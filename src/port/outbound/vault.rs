//! Vault REST API port.
//!
//! Defines the remote-client contract used by the sync loop. Implementations
//! issue the actual HTTP calls; the loop only sees records and status values.

use std::fmt;

use async_trait::async_trait;

use crate::domain::{PageResult, PageToken, ProcessedStatus, Quote, SessionToken};
use crate::error::Result;

/// Username and password for a Vault integration user.
#[derive(Clone)]
pub struct Credentials {
    pub username: String,
    pub password: String,
}

impl fmt::Debug for Credentials {
    fn fmt(&self, f: &mut fmt::Formatter<'_>) -> fmt::Result {
        f.debug_struct("Credentials")
            .field("username", &self.username)
            .field("password", &"<redacted>")
            .finish()
    }
}

/// Client for the Vault REST API.
///
/// Apart from [`authenticate`](Self::authenticate), operations never fail with
/// an error: remote failures, transport failures and burst-limit exhaustion are
/// reported through [`ProcessedStatus`] so the caller can gate further work on
/// the returned value. Implementations log every failure with the URL and the
/// remote error message.
#[async_trait]
pub trait VaultApi: Send + Sync {
    /// Open a session for the given user.
    ///
    /// # Errors
    ///
    /// Returns [`VaultError::AuthenticationFailed`](crate::error::VaultError::AuthenticationFailed)
    /// if Vault rejects the credentials or cannot be reached.
    async fn authenticate(&self, credentials: &Credentials) -> Result<SessionToken>;

    /// Run a VQL query and return its first page.
    async fn query(&self, session: &SessionToken, vql: &str) -> PageResult;

    /// Fetch a subsequent page by its cursor.
    async fn fetch_page(&self, session: &SessionToken, token: &PageToken) -> PageResult;

    /// Write quotes back to their records in one bulk update.
    async fn bulk_update(&self, session: &SessionToken, quotes: &[Quote]) -> ProcessedStatus;
}
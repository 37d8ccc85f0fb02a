//! Queue message formats.
//!
//! A Vault Spark message carries attributes (the triggering event and an
//! optional session id) and a list of record ids. It may arrive bare, wrapped
//! as `{"message": {...}}`, or inside a queue delivery envelope
//! `{"Records": [{"messageId": "...", "body": "<json>"}]}` whose body is the
//! wrapped message serialized as a string.

use serde::Deserialize;
use serde_json::Value;

use crate::domain::{QuoteEvent, RecordId, SessionToken};
use crate::error::{Result, VaultError};

/// Attributes set by the Vault record action or trigger.
#[derive(Debug, Clone, Default, Deserialize)]
pub struct MessageAttributes {
    #[serde(default)]
    pub event: String,
    #[serde(rename = "sessionId", default)]
    pub session_id: Option<String>,
    #[serde(default)]
    pub object: Option<String>,
}

/// A Vault Spark message.
#[derive(Debug, Clone, Default, Deserialize)]
pub struct SparkMessage {
    #[serde(default)]
    pub attributes: MessageAttributes,
    pub items: Vec<String>,
}

impl SparkMessage {
    #[must_use]
    pub fn event(&self) -> QuoteEvent {
        QuoteEvent::from_label(&self.attributes.event)
    }

    #[must_use]
    pub fn record_ids(&self) -> Vec<RecordId> {
        self.items.iter().map(|id| RecordId::new(id.as_str())).collect()
    }

    /// Session passed along with the message, if it is non-empty.
    #[must_use]
    pub fn session(&self) -> Option<SessionToken> {
        self.attributes
            .session_id
            .as_deref()
            .filter(|id| !id.trim().is_empty())
            .map(SessionToken::new)
    }
}

/// One delivered message, with the queue's message id when available.
#[derive(Debug, Clone)]
pub struct QueueMessage {
    pub message_id: Option<String>,
    pub message: SparkMessage,
}

impl QueueMessage {
    /// Parse any of the accepted message shapes.
    ///
    /// Only the first record of a queue delivery envelope is used.
    ///
    /// # Errors
    ///
    /// Returns an error for malformed JSON, an empty `Records` array, a
    /// record without a body, or a payload with neither `message` nor
    /// `items`.
    pub fn parse(input: &str) -> Result<Self> {
        let value: Value = serde_json::from_str(input)?;
        Self::from_value(value)
    }

    pub fn from_value(mut value: Value) -> Result<Self> {
        let mut message_id = None;

        if let Some(records) = value.get_mut("Records") {
            let record = records
                .as_array_mut()
                .and_then(|records| records.first_mut())
                .map(Value::take)
                .ok_or_else(|| VaultError::InvalidMessage("no records in delivery".into()))?;

            message_id = record
                .get("messageId")
                .and_then(Value::as_str)
                .map(str::to_string);

            value = match record.get("body") {
                Some(Value::String(body)) => serde_json::from_str(body)?,
                Some(body @ Value::Object(_)) => body.clone(),
                _ => {
                    return Err(VaultError::InvalidMessage("record has no body".into()).into());
                }
            };
        }

        if let Some(inner) = value.get_mut("message") {
            value = inner.take();
        } else if value.get("items").is_none() {
            return Err(
                VaultError::InvalidMessage("payload has neither message nor items".into()).into(),
            );
        }

        let message: SparkMessage = serde_json::from_value(value)?;
        Ok(Self {
            message_id,
            message,
        })
    }
}
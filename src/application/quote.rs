//! Loan quote generation.
//!
//! Pure and deterministic: the only time input is the `now` argument, which
//! stamps every quote of a batch identically.
//!
//! The repayment arithmetic is deliberately lossy. Each whole year the running
//! total is floor-divided by 100 before being multiplied by `100 + rate`, one
//! year at a time. The compounded total is then only used to derive the
//! monthly payment, and the total repayable is recomputed from that payment.

use chrono::{DateTime, Utc};
use rust_decimal::prelude::ToPrimitive;
use rust_decimal::{Decimal, RoundingStrategy};

use crate::domain::error::DomainError;
use crate::domain::{
    ApprovalStatus, Quote, QueryRecord, QuoteEvent, APPROVAL_LIMIT, LOAN_AMOUNT_FIELD,
};

/// Generate one quote per record, in input order.
///
/// An empty slice yields an empty vector.
///
/// # Errors
///
/// Returns [`DomainError::MalformedRecord`] for the first record whose loan
/// period cannot be parsed, whose amount is missing, or whose amount overflows
/// the repayment arithmetic.
/// No partial batch is returned.
pub fn generate(
    records: &[QueryRecord],
    event: &QuoteEvent,
    now: DateTime<Utc>,
) -> Result<Vec<Quote>, DomainError> {
    let rate = event.annual_rate_percent();
    records
        .iter()
        .map(|record| quote_for(record, rate, now))
        .collect()
}

fn quote_for(record: &QueryRecord, rate: u32, now: DateTime<Utc>) -> Result<Quote, DomainError> {
    let period = record.period()?;
    let amount = record.amount()?;
    let overflow = || DomainError::MalformedRecord {
        id: record.id.to_string(),
        field: LOAN_AMOUNT_FIELD,
        reason: format!("{amount} overflows the repayment calculation"),
    };

    let hundred = Decimal::ONE_HUNDRED;
    let multiplier = Decimal::from(100 + rate);
    let mut total = amount;
    for _ in 0..period.whole_years() {
        total = (total / hundred)
            .floor()
            .checked_mul(multiplier)
            .ok_or_else(overflow)?;
    }

    let months = Decimal::from(period.months());
    let monthly_payment = (total / months)
        .round_dp_with_strategy(0, RoundingStrategy::MidpointNearestEven)
        .to_i64()
        .ok_or_else(overflow)?;
    let total_repayable = monthly_payment
        .checked_mul(i64::from(period.months()))
        .ok_or_else(overflow)?;

    let approval_status = if amount > Decimal::from(APPROVAL_LIMIT) {
        ApprovalStatus::Rejected
    } else {
        ApprovalStatus::Approved
    };

    Ok(Quote {
        id: record.id.clone(),
        reference_number: reference_number(record, now),
        received_at: now,
        annual_rate_percent: rate,
        monthly_payment,
        total_repayable,
        approval_status,
        quote_count: record.prior_quote_count.map_or(0, |n| n.saturating_add(1)),
    })
}

/// `<initial>-<surname><item prefix><yyyymmddhhmmss>`, uppercased, without apostrophes.
fn reference_number(record: &QueryRecord, now: DateTime<Utc>) -> String {
    let initial: String = record.forename.chars().take(1).collect();
    let item: String = record.item.chars().take(3).collect();
    format!(
        "{initial}-{}{item}{}",
        record.surname,
        now.format("%Y%m%d%H%M%S")
    )
    .to_uppercase()
    .replace('\'', "")
}
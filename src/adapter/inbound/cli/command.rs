//! Command-line interface definitions.
//!
//! Defines the CLI structure for vault-quote-sync using `clap`. The binary
//! processes a single queue message locally or validates configuration.

use clap::{Parser, Subcommand};
use std::path::PathBuf;

use super::paths;

/// Loan quote generation for Vault Spark messages
#[derive(Parser, Debug)]
#[command(name = "vault-quote-sync")]
#[command(version)]
pub struct Cli {
    /// JSON output for scripting
    #[arg(long, global = true)]
    pub json: bool,

    /// Decrease output verbosity
    #[arg(short, long, global = true)]
    pub quiet: bool,

    /// Increase output verbosity
    #[arg(short, long, global = true, action = clap::ArgAction::Count)]
    pub verbose: u8,

    #[command(subcommand)]
    pub command: Commands,
}

impl Cli {
    /// Log level implied by `-v` / `-q`, if either was given.
    #[must_use]
    pub fn log_level(&self) -> Option<&'static str> {
        if self.quiet {
            return Some("warn");
        }
        match self.verbose {
            0 => None,
            1 => Some("debug"),
            _ => Some("trace"),
        }
    }
}

/// Top-level subcommands.
#[derive(Subcommand, Debug)]
pub enum Commands {
    /// Process one queue message and print the response envelope
    Handle(HandleArgs),

    /// Validate the configuration file and environment
    Check(ConfigPathArg),
}

/// Arguments for the `handle` subcommand.
#[derive(Parser, Debug)]
pub struct HandleArgs {
    /// Path to the configuration file.
    #[arg(short, long, default_value_os_t = paths::default_config())]
    pub config: PathBuf,

    /// Message file to process (reads stdin when omitted).
    #[arg(short, long)]
    pub message: Option<PathBuf>,
}

/// Config file path argument shared by commands.
#[derive(Parser, Debug)]
pub struct ConfigPathArg {
    /// Path to the configuration file.
    #[arg(short, long, default_value_os_t = paths::default_config())]
    pub config: PathBuf,
}
//! Vault REST API data transfer objects.
//!
//! Every Vault response carries a `responseStatus` and, on failure, an
//! `errors` array. Record and quote field names are the Vault API names of
//! the loan approval object.

use std::str::FromStr;

use rust_decimal::prelude::ToPrimitive;
use rust_decimal::Decimal;
use serde::{Deserialize, Deserializer, Serialize};
use serde_json::Value;

use crate::domain::{QueryRecord, Quote, RecordId};

/// `responseStatus` value of a successful call.
pub const RESPONSE_SUCCESS: &str = "SUCCESS";

/// One entry of a Vault `errors` array.
#[derive(Debug, Clone, Default, Deserialize)]
pub struct ApiError {
    #[serde(rename = "type", default)]
    pub kind: String,
    #[serde(default)]
    pub message: String,
}

/// Status fields shared by every Vault response.
#[derive(Debug, Clone, Default, Deserialize)]
pub struct Envelope {
    #[serde(rename = "responseStatus", default)]
    pub response_status: String,
    #[serde(default)]
    pub errors: Vec<ApiError>,
}

impl Envelope {
    #[must_use]
    pub fn is_success(&self) -> bool {
        self.response_status == RESPONSE_SUCCESS
    }

    /// First remote error message, or the bare status when Vault sent none.
    #[must_use]
    pub fn error_message(&self) -> String {
        self.errors.first().map_or_else(
            || format!("response status {:?}", self.response_status),
            |e| format!("{}: {}", e.kind, e.message),
        )
    }
}

/// Access to the shared status fields of a response body.
pub trait Enveloped {
    fn envelope(&self) -> &Envelope;
}

/// Response of `POST /auth`.
#[derive(Debug, Deserialize)]
pub struct AuthResponse {
    #[serde(flatten)]
    pub envelope: Envelope,
    #[serde(rename = "sessionId", default)]
    pub session_id: Option<String>,
}

impl Enveloped for AuthResponse {
    fn envelope(&self) -> &Envelope {
        &self.envelope
    }
}

/// Response of `POST /query` and of next-page `GET`s.
#[derive(Debug, Deserialize)]
pub struct QueryResponse {
    #[serde(flatten)]
    pub envelope: Envelope,
    #[serde(rename = "responseDetails", default)]
    pub response_details: ResponseDetails,
    #[serde(default)]
    pub data: Vec<LoanRecord>,
}

impl Enveloped for QueryResponse {
    fn envelope(&self) -> &Envelope {
        &self.envelope
    }
}

/// Paging details of a query response.
#[derive(Debug, Default, Deserialize)]
pub struct ResponseDetails {
    #[serde(default)]
    pub next_page: Option<String>,
    #[serde(default)]
    pub total: Option<u64>,
}

/// Picklist values arrive as arrays; plain strings are accepted too.
#[derive(Debug, Deserialize)]
#[serde(untagged)]
pub enum PicklistValue {
    Many(Vec<String>),
    One(String),
}

impl PicklistValue {
    fn into_first(self) -> String {
        match self {
            Self::Many(values) => values.into_iter().next().unwrap_or_default(),
            Self::One(value) => value,
        }
    }
}

/// Numeric field that tolerates nulls and junk.
///
/// Numbers and numeric strings become a `Decimal`; anything else becomes
/// `None`, so one bad row cannot fail the page it arrives on.
fn lenient_decimal<'de, D>(deserializer: D) -> Result<Option<Decimal>, D::Error>
where
    D: Deserializer<'de>,
{
    let value = Option::<Value>::deserialize(deserializer)?;
    let text = match value {
        Some(Value::Number(n)) => n.to_string(),
        Some(Value::String(s)) => s.trim().to_string(),
        _ => return Ok(None),
    };
    Ok(Decimal::from_str(&text)
        .or_else(|_| Decimal::from_scientific(&text))
        .ok())
}

/// One loan approval row as returned by the query.
#[derive(Debug, Deserialize)]
pub struct LoanRecord {
    pub id: String,
    #[serde(rename = "name__v", default)]
    pub name: Option<String>,
    #[serde(rename = "surname__c", default)]
    pub surname: Option<String>,
    #[serde(rename = "item__c", default)]
    pub item: Option<String>,
    #[serde(rename = "loan_amount__c", default, deserialize_with = "lenient_decimal")]
    pub loan_amount: Option<Decimal>,
    #[serde(rename = "loan_period_months__c", default)]
    pub loan_period_months: Option<PicklistValue>,
    #[serde(
        rename = "number_of_quotes__c",
        default,
        deserialize_with = "lenient_decimal"
    )]
    pub number_of_quotes: Option<Decimal>,
}

impl From<LoanRecord> for QueryRecord {
    fn from(r: LoanRecord) -> Self {
        Self {
            id: RecordId::new(r.id),
            forename: r.name.unwrap_or_default(),
            surname: r.surname.unwrap_or_default(),
            item: r.item.unwrap_or_default(),
            loan_amount: r.loan_amount,
            loan_period: r
                .loan_period_months
                .map(PicklistValue::into_first)
                .unwrap_or_default(),
            prior_quote_count: r.number_of_quotes.and_then(|n| n.trunc().to_u32()),
        }
    }
}

/// One row of the bulk update body.
#[derive(Debug, Serialize)]
pub struct QuoteUpdate<'a> {
    pub id: &'a str,
    #[serde(rename = "quote_reference_number__c")]
    pub reference_number: &'a str,
    #[serde(rename = "quote_received_date__c")]
    pub received_date: String,
    #[serde(rename = "interest_rate_annually__c")]
    pub interest_rate: String,
    #[serde(rename = "monthly_payment__c")]
    pub monthly_payment: i64,
    #[serde(rename = "total_repayable__c")]
    pub total_repayable: i64,
    #[serde(rename = "approval_status__c")]
    pub approval_status: &'static str,
    #[serde(rename = "number_of_quotes__c")]
    pub number_of_quotes: u32,
}

impl<'a> From<&'a Quote> for QuoteUpdate<'a> {
    fn from(q: &'a Quote) -> Self {
        Self {
            id: q.id.as_str(),
            reference_number: &q.reference_number,
            received_date: q.received_date(),
            interest_rate: q.interest_rate_label(),
            monthly_payment: q.monthly_payment,
            total_repayable: q.total_repayable,
            approval_status: q.approval_status.as_picklist(),
            number_of_quotes: q.quote_count,
        }
    }
}

/// Response of the bulk object update.
#[derive(Debug, Deserialize)]
pub struct BulkUpdateResponse {
    #[serde(flatten)]
    pub envelope: Envelope,
    #[serde(default)]
    pub data: Vec<RowResult>,
}

impl Enveloped for BulkUpdateResponse {
    fn envelope(&self) -> &Envelope {
        &self.envelope
    }
}

/// Per-record outcome inside a bulk update response.
#[derive(Debug, Deserialize)]
pub struct RowResult {
    #[serde(flatten)]
    pub envelope: Envelope,
}
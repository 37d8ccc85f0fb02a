//! Handler for the `handle` command.

use std::io::Read;

use tracing::info;

use crate::adapter::inbound::cli::command::HandleArgs;
use crate::adapter::inbound::cli::output;
use crate::adapter::inbound::handler::QuoteHandler;
use crate::adapter::inbound::message::QueueMessage;
use crate::adapter::outbound::vault::VaultClient;
use crate::error::Result;
use crate::infrastructure::config::settings::Config;

/// Process one message and print the response envelope as JSON.
pub async fn execute(args: &HandleArgs, log_level: Option<&str>) -> Result<()> {
    let config = Config::load(&args.config)?;
    config.init_logging(log_level);

    let raw = match &args.message {
        Some(path) => std::fs::read_to_string(path)?,
        None => {
            let mut buffer = String::new();
            std::io::stdin().read_to_string(&mut buffer)?;
            buffer
        }
    };
    let message = QueueMessage::parse(&raw)?;

    let client = VaultClient::from_config(&config.vault, &config.http)?;
    let handler = QuoteHandler::new(client, config.vault.clone())
        .report_failures(config.boundary.report_failures);

    let response = handler.handle(&message).await;
    info!(outcome = %response.outcome, status_code = response.status_code, "Message handled");

    output::json_output(&serde_json::to_value(&response)?);
    Ok(())
}
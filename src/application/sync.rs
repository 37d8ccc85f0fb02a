//! Paginated fetch / quote / write-back loop.
//!
//! The loop walks the query result pages for one batch of record ids:
//!
//! ```text
//! Fetching ──▶ Processing ──▶ Advancing ──▶ Fetching ...
//!                   │
//!                   └──▶ Done | Failed | Throttled   (no next page)
//! ```
//!
//! Processing a page means generating quotes and bulk-updating them. Once any
//! fetch or write-back yields `Failure` or `BurstBreach` the loop stops
//! processing for the rest of the run but keeps draining next-page cursors,
//! and the halting status is the one reported.

use std::fmt;

use chrono::{DateTime, Utc};
use tracing::{debug, info, warn};

use super::quote;
use crate::domain::{
    LoanQuery, PageResult, PageToken, ProcessedStatus, QuoteEvent, RecordId, SessionToken,
};
use crate::error::Result;
use crate::port::VaultApi;

/// Source of the timestamp stamped on each page's quotes.
pub type Clock = Box<dyn Fn() -> DateTime<Utc> + Send + Sync>;

/// Summary of one sync run.
#[derive(Debug, Clone, Copy, PartialEq, Eq)]
pub struct SyncReport {
    /// Final status: the first halting status, or the last healthy one.
    pub status: ProcessedStatus,
    pub pages_fetched: usize,
    pub pages_processed: usize,
    pub quotes_sent: usize,
}

impl Default for SyncReport {
    fn default() -> Self {
        Self {
            status: ProcessedStatus::Success,
            pages_fetched: 0,
            pages_processed: 0,
            quotes_sent: 0,
        }
    }
}

enum Stage {
    Fetching(Option<PageToken>),
    Processing(PageResult),
    Advancing(PageToken),
    Done,
    Failed,
    Throttled,
}

impl Stage {
    fn terminal(status: ProcessedStatus) -> Self {
        match status {
            ProcessedStatus::Success => Self::Done,
            ProcessedStatus::Failure => Self::Failed,
            ProcessedStatus::BurstBreach => Self::Throttled,
        }
    }
}

impl fmt::Display for Stage {
    fn fmt(&self, f: &mut fmt::Formatter<'_>) -> fmt::Result {
        let name = match self {
            Self::Fetching(_) => "fetching",
            Self::Processing(_) => "processing",
            Self::Advancing(_) => "advancing",
            Self::Done => "done",
            Self::Failed => "failed",
            Self::Throttled => "throttled",
        };
        f.write_str(name)
    }
}

/// Drives quote generation and write-back across query result pages.
pub struct QuoteSync<'a, V: VaultApi + ?Sized> {
    vault: &'a V,
    object: &'a str,
    page_limit: u32,
    clock: Clock,
}

impl<'a, V: VaultApi + ?Sized> QuoteSync<'a, V> {
    pub fn new(vault: &'a V, object: &'a str, page_limit: u32) -> Self {
        Self {
            vault,
            object,
            page_limit,
            clock: Box::new(Utc::now),
        }
    }

    /// Replace the wall clock, e.g. with a fixed instant in tests.
    #[must_use]
    pub fn with_clock(mut self, clock: Clock) -> Self {
        self.clock = clock;
        self
    }

    /// Run the loop for one batch of record ids.
    ///
    /// An empty batch issues no remote calls and reports `Success`.
    ///
    /// # Errors
    ///
    /// Only a malformed record aborts the run; remote failures and throttling
    /// are reported through [`SyncReport::status`].
    pub async fn run(
        &self,
        ids: &[RecordId],
        event: &QuoteEvent,
        session: &SessionToken,
    ) -> Result<SyncReport> {
        let mut report = SyncReport::default();
        if ids.is_empty() {
            info!("No record ids in batch, nothing to sync");
            return Ok(report);
        }

        let vql = LoanQuery::new(self.object, ids, self.page_limit).to_vql();
        debug!(vql = %vql, "Built loan query");

        let mut halted: Option<ProcessedStatus> = None;
        let mut stage = Stage::Fetching(None);

        loop {
            stage = match stage {
                Stage::Fetching(cursor) => {
                    let page = match &cursor {
                        None => self.vault.query(session, &vql).await,
                        Some(token) => self.vault.fetch_page(session, token).await,
                    };
                    report.pages_fetched += 1;
                    debug!(
                        page = report.pages_fetched,
                        records = page.records.len(),
                        status = %page.status,
                        burst_remaining = ?page.burst_remaining,
                        "Fetched page"
                    );
                    Stage::Processing(page)
                }
                Stage::Processing(page) => {
                    let mut status = page.status;
                    if halted.is_none() && status.is_healthy() {
                        status = self.process(&page, event, session, &mut report).await?;
                    } else {
                        debug!(
                            page = report.pages_fetched,
                            "Skipping page, processing halted"
                        );
                    }

                    if halted.is_none() && !status.is_healthy() {
                        warn!(
                            page = report.pages_fetched,
                            status = %status,
                            "Halting quote processing for remaining pages"
                        );
                        halted = Some(status);
                    }
                    report.status = halted.unwrap_or(status);

                    match page.next_page {
                        Some(token) => Stage::Advancing(token),
                        None => Stage::terminal(report.status),
                    }
                }
                Stage::Advancing(token) => Stage::Fetching(Some(token)),
                terminal @ (Stage::Done | Stage::Failed | Stage::Throttled) => {
                    info!(
                        stage = %terminal,
                        status = %report.status,
                        pages_fetched = report.pages_fetched,
                        pages_processed = report.pages_processed,
                        quotes_sent = report.quotes_sent,
                        "Quote sync finished"
                    );
                    return Ok(report);
                }
            };
        }
    }

    async fn process(
        &self,
        page: &PageResult,
        event: &QuoteEvent,
        session: &SessionToken,
        report: &mut SyncReport,
    ) -> Result<ProcessedStatus> {
        let quotes = quote::generate(&page.records, event, (self.clock)())?;
        report.pages_processed += 1;

        if quotes.is_empty() {
            debug!("Page has no records, skipping write-back");
            return Ok(page.status);
        }

        let status = self.vault.bulk_update(session, &quotes).await;
        report.quotes_sent += quotes.len();
        debug!(count = quotes.len(), status = %status, "Wrote quotes");
        Ok(status)
    }
}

--

● TASK TO CARRY OUT:
Return every line of the material in which the word "InvalidMessage" is found.

● REPLY TO THE EXERCISE:
                .ok_or_else(|| VaultError::InvalidMessage("no records in delivery".into()))?;
                    return Err(VaultError::InvalidMessage("record has no body".into()).into());
                VaultError::InvalidMessage("payload has neither message nor items".into()).into(),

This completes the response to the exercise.